--- RECORDS FOR PROCESSING Enclosed Below ---

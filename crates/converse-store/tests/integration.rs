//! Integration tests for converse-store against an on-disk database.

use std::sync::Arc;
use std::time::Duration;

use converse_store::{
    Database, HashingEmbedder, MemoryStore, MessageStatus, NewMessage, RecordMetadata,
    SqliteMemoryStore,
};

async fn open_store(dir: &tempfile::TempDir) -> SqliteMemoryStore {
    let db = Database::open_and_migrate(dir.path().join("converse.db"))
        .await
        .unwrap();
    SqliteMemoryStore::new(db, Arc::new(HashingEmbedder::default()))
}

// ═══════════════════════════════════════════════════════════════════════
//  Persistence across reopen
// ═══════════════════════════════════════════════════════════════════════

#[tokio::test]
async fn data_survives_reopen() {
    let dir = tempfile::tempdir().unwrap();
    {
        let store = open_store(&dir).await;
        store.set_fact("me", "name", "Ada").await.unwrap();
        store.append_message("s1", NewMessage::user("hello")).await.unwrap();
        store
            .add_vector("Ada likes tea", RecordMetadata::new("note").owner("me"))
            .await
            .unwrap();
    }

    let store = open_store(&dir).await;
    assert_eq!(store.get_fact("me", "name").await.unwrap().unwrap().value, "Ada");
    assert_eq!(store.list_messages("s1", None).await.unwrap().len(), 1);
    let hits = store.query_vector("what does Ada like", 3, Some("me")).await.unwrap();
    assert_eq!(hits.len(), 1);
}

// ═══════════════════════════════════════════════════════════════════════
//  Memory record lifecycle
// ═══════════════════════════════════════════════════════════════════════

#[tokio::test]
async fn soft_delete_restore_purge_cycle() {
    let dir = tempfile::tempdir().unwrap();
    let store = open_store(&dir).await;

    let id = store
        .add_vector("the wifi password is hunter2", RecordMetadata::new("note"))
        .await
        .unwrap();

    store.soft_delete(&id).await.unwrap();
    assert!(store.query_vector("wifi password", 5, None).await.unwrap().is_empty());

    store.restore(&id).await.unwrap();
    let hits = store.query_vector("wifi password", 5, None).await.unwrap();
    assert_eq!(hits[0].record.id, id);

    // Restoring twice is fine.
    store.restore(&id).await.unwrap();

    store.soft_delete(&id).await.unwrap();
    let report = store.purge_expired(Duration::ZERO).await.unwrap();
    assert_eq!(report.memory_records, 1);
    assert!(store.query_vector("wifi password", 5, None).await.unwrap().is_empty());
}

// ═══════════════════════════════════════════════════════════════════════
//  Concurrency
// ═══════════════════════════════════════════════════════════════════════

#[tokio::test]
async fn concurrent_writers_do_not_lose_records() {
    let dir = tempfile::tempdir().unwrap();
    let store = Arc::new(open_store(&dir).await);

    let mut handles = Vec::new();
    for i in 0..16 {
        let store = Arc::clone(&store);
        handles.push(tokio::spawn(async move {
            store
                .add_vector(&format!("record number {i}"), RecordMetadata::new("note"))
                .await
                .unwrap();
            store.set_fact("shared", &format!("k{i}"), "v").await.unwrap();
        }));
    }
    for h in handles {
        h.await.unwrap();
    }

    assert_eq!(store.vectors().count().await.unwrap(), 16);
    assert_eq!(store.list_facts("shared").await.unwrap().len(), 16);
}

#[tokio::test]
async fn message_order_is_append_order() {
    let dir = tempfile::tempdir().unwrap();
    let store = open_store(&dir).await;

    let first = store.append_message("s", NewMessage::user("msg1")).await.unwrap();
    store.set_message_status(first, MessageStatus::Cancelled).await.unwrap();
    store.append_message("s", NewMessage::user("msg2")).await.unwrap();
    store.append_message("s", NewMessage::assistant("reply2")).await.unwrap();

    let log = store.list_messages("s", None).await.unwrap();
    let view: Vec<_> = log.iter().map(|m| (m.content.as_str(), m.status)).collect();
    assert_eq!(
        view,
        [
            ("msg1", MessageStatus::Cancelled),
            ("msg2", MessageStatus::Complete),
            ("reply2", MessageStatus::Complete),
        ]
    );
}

--- End of Enclosed RECORDS FOR PROCESSING ---

**WHAT TO DO:**
The answer must consist of every line from the data that holds the string "Complete".

**SOLUTION FOR THIS PROBLEM:**
            ("msg2", MessageStatus::Complete),
            ("reply2", MessageStatus::Complete),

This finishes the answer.